Dossier : IMM-3698-98

ENTRE:     

     GURMUKH SINGH BAINS

     Demandeur

     - et -

     LE MINISTRE

     Défendeur

     MOTIFS DE L'ORDONNANCE ET ORDONNANCE

LE JUGE BLAIS

[1]      Il s'agit d'une demande de contrôle judiciaire à l'encontre de la décision de la Commission de l'immigration et du statut de réfugié rendue le 15 juin 1998, selon laquelle le demandeur n'est pas un réfugié au sens de la Convention.

FAITS

[2]      Le demandeur est citoyen de l'Inde, né au Punjab en 1966. Il est arrivé au Canada le 1er mars 1997 et a revendiqué le statut de réfugié le 4 mars 1997. Le demandeur est Sikh par nationalité et par religion. Il allègue une crainte bien fondée de persécution dans son pays en raison de sa nationalité, de ses opinions politiques, de sa religion et de son appartenance à un groupe social particulier.

[3]      L'histoire du demandeur se résume comme suit:

     En janvier 1985, alors qu'il était spectateur lors d'une manifestation de l'AISSF (All India Sikh Students Federation), il fut arrêté par la police.

[4]      Il fut arrêté une seconde fois en juillet 1986 après la visite de deux amis d'école. Les policiers l'ont accusé d'aider les terroristes et d'en être un lui-même.
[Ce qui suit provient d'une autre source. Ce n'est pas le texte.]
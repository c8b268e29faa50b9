use serde_json::Value;

use super::request::{Locals, StepRequest};
use crate::errors::Result;
use crate::session::{is_blank, StoredItem};
use crate::utils::paths::{join_url, relative_route};

/// Outcome of serving a GET.
#[derive(Debug, Clone, PartialEq, Eq)]
pub enum StepResponse {
    /// Render the named template.
    Render(String),
    Redirect(String),
}

/// Request handling contract shared by plain steps and the layers wrapped
/// around them.
///
/// Wrappers hold their base controller and call it explicitly; a base never
/// calls back into the wrapper. Callers that need the wrapper's view of
/// `locals` or `get_next_step` must ask the outermost controller.
pub trait StepController {
    /// Adjusts the request's step options before any other operation runs.
    fn configure(&self, _req: &mut StepRequest<'_>) -> Result<()> {
        Ok(())
    }

    fn get(&self, req: &mut StepRequest<'_>) -> Result<StepResponse>;

    /// Values used to pre-fill the form.
    fn get_values(&self, req: &StepRequest<'_>) -> Result<StoredItem>;

    fn locals(&self, req: &StepRequest<'_>) -> Result<Locals>;

    fn save_values(&self, req: &mut StepRequest<'_>) -> Result<()>;

    fn success_handler(&self, req: &mut StepRequest<'_>) -> Result<()>;

    fn get_next_step(&self, req: &StepRequest<'_>) -> String;

    fn get_back_link(&self, req: &StepRequest<'_>) -> Option<String>;

    /// Target of the last fork whose condition matches the submitted values,
    /// otherwise the step's `next`.
    fn get_fork_target(&self, req: &StepRequest<'_>) -> Option<String> {
        let options = &req.form.options;
        options
            .forks
            .iter()
            .filter(|fork| req.form.values.get(&fork.condition.field) == Some(&fork.condition.value))
            .last()
            .map(|fork| fork.target.clone())
            .or_else(|| options.next.clone())
    }
}

/// Plain single-page step backed by the session store.
#[derive(Debug, Clone, Copy, Default)]
pub struct StandardController;

impl StandardController {
    pub fn new() -> Self {
        Self
    }
}

impl StepController for StandardController {
    fn get(&self, req: &mut StepRequest<'_>) -> Result<StepResponse> {
        let template = match req.params.action.as_deref() {
            Some(action) => format!("{}/{}", relative_route(&req.form.options.route), action),
            None => relative_route(&req.form.options.route).to_string(),
        };
        Ok(StepResponse::Render(template))
    }

    fn get_values(&self, req: &StepRequest<'_>) -> Result<StoredItem> {
        let session = req.session();
        Ok(req
            .form
            .options
            .fields
            .keys()
            .filter_map(|field| session.get(field).map(|value| (field.clone(), value)))
            .collect())
    }

    fn locals(&self, req: &StepRequest<'_>) -> Result<Locals> {
        let mut locals = Locals::new();
        locals.insert(
            "route".into(),
            Value::String(relative_route(&req.form.options.route).to_string()),
        );
        if let Some(action) = &req.params.action {
            locals.insert("action".into(), Value::String(action.clone()));
        }
        locals.insert("baseUrl".into(), Value::String(req.base_url.clone()));
        if let Some(back_link) = self.get_back_link(req) {
            locals.insert("backLink".into(), Value::String(back_link));
        }
        Ok(locals)
    }

    /// Copies submitted values into the session; blank submissions clear the key.
    fn save_values(&self, req: &mut StepRequest<'_>) -> Result<()> {
        let mut cleared = Vec::new();
        for (field, value) in &req.form.values {
            if is_blank(value) {
                cleared.push(field.clone());
            } else {
                req.session.set(field, value.clone());
            }
        }
        if !cleared.is_empty() {
            req.session.unset(&cleared);
        }
        Ok(())
    }

    fn success_handler(&self, _req: &mut StepRequest<'_>) -> Result<()> {
        Ok(())
    }

    fn get_next_step(&self, req: &StepRequest<'_>) -> String {
        let next = self.get_fork_target(req).unwrap_or_default();
        join_url(&[req.base_url.as_str(), next.as_str()])
    }

    fn get_back_link(&self, req: &StepRequest<'_>) -> Option<String> {
        req.form.options.back_link.clone()
    }
}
Il fut battu et torturé.

[5]      En 1987, après avoir fini ses études, il travaille à la ferme et aide sa famille dans l'entreprise de transport. En revenant de faire une livraison avec son camion, deux hommes lui demandent s'ils peuvent monter avec lui. Ils rencontrent un barrage policier en chemin et les deux hommes lui disent de ne pas arrêter, sinon ils le tuent.

[6]      Ayant peur pour sa vie, il obéit aux deux hommes et n'arrête pas son camion. Des coups de feu sont tirés par les policiers et les deux hommes. Près du village de Dhadan, ils lui ordonnent d'arrêter et de ne dire à personne ce qui venait de se passer.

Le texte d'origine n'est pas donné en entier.